━━━ Record extracts ━━━

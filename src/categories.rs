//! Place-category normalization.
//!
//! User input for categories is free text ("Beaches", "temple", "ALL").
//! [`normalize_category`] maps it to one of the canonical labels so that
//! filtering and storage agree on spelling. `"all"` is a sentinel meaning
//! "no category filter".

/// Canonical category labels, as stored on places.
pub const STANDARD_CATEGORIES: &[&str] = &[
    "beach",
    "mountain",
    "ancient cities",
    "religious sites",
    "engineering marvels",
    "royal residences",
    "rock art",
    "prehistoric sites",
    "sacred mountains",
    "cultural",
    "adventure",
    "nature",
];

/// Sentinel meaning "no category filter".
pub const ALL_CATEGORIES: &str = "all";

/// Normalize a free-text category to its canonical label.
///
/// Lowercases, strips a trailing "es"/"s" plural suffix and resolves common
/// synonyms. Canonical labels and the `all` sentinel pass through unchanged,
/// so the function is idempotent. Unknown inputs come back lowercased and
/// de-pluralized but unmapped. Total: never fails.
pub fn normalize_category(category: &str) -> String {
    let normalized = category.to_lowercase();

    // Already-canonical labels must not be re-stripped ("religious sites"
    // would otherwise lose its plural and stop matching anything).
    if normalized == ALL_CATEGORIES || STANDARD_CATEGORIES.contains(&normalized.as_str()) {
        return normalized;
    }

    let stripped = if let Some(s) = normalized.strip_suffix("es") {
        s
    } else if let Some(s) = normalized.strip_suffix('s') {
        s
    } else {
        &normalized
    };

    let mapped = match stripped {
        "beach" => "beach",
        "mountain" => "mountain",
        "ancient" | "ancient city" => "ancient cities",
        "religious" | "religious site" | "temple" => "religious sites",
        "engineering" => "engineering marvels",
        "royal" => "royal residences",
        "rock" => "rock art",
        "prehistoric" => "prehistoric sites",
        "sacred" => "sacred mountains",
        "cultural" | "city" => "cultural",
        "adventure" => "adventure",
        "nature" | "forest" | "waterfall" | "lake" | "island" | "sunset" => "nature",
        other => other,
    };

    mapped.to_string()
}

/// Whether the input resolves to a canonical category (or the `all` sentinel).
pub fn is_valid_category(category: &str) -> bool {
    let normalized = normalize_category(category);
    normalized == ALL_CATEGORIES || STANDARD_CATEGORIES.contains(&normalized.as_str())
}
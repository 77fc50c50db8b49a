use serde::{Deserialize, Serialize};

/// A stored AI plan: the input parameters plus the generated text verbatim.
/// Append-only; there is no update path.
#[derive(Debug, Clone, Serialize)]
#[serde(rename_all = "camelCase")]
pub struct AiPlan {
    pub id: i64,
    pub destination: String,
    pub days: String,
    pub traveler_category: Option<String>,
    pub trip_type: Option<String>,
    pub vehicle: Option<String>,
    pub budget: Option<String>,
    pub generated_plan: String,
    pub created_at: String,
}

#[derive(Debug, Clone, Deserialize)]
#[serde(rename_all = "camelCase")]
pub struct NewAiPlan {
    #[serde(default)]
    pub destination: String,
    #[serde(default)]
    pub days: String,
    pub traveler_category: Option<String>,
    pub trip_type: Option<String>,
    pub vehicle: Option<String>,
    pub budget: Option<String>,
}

━━━

▶ **Task to carry out**
Take the records above and return them exactly as written.

▶ **Solution to the problem**
filename src/categories.rs
//! Place-category normalization.
//!
//! User input for categories is free text ("Beaches", "temple", "ALL").
//! [`normalize_category`] maps it to one of the canonical labels so that
//! filtering and storage agree on spelling. `"all"` is a sentinel meaning
//! "no category filter".

/// Canonical category labels, as stored on places.
pub const STANDARD_CATEGORIES: &[&str] = &[
    "beach",
    "mountain",
    "ancient cities",
    "religious sites",
    "engineering marvels",
    "royal residences",
    "rock art",
    "prehistoric sites",
    "sacred mountains",
    "cultural",
    "adventure",
    "nature",
];

/// Sentinel meaning "no category filter".
pub const ALL_CATEGORIES: &str = "all";

/// Normalize a free-text category to its canonical label.
///
/// Lowercases, strips a trailing "es"/"s" plural suffix and resolves common
/// synonyms. Canonical labels and the `all` sentinel pass through unchanged,
/// so the function is idempotent. Unknown inputs come back lowercased and
/// de-pluralized but unmapped. Total: never fails.
pub fn normalize_category(category: &str) -> String {
    let normalized = category.to_lowercase();

    // Already-canonical labels must not be re-stripped ("religious sites"
    // would otherwise lose its plural and stop matching anything).
    if normalized == ALL_CATEGORIES || STANDARD_CATEGORIES.contains(&normalized.as_str()) {
        return normalized;
    }

    let stripped = if let Some(s) = normalized.strip_suffix("es") {
        s
    } else if let Some(s) = normalized.strip_suffix('s') {
        s
    } else {
        &normalized
    };

    let mapped = match stripped {
        "beach" => "beach",
        "mountain" => "mountain",
        "ancient" | "ancient city" => "ancient cities",
        "religious" | "religious site" | "temple" => "religious sites",
        "engineering" => "engineering marvels",
        "royal" => "royal residences",
        "rock" => "rock art",
        "prehistoric" => "prehistoric sites",
        "sacred" => "sacred mountains",
        "cultural" | "city" => "cultural",
        "adventure" => "adventure",
        "nature" | "forest" | "waterfall" | "lake" | "island" | "sunset" => "nature",
        other => other,
    };

    mapped.to_string()
}

/// Whether the input resolves to a canonical category (or the `all` sentinel).
pub fn is_valid_category(category: &str) -> bool {
    let normalized = normalize_category(category);
    normalized == ALL_CATEGORIES || STANDARD_CATEGORIES.contains(&normalized.as_str())
}
repository 77fc50c50db8b49a
use serde::{Deserialize, Serialize};

/// A stored AI plan: the input parameters plus the generated text verbatim.
/// Append-only; there is no update path.
#[derive(Debug, Clone, Serialize)]
#[serde(rename_all = "camelCase")]
pub struct AiPlan {
    pub id: i64,
    pub destination: String,
    pub days: String,
    pub traveler_category: Option<String>,
    pub trip_type: Option<String>,
    pub vehicle: Option<String>,
    pub budget: Option<String>,
    pub generated_plan: String,
    pub created_at: String,
}

#[derive(Debug, Clone, Deserialize)]
#[serde(rename_all = "camelCase")]
pub struct NewAiPlan {
    #[serde(default)]
    pub destination: String,
    #[serde(default)]
    pub days: String,
    pub traveler_category: Option<String>,
    pub trip_type: Option<String>,
    pub vehicle: Option<String>,
    pub budget: Option<String>,
}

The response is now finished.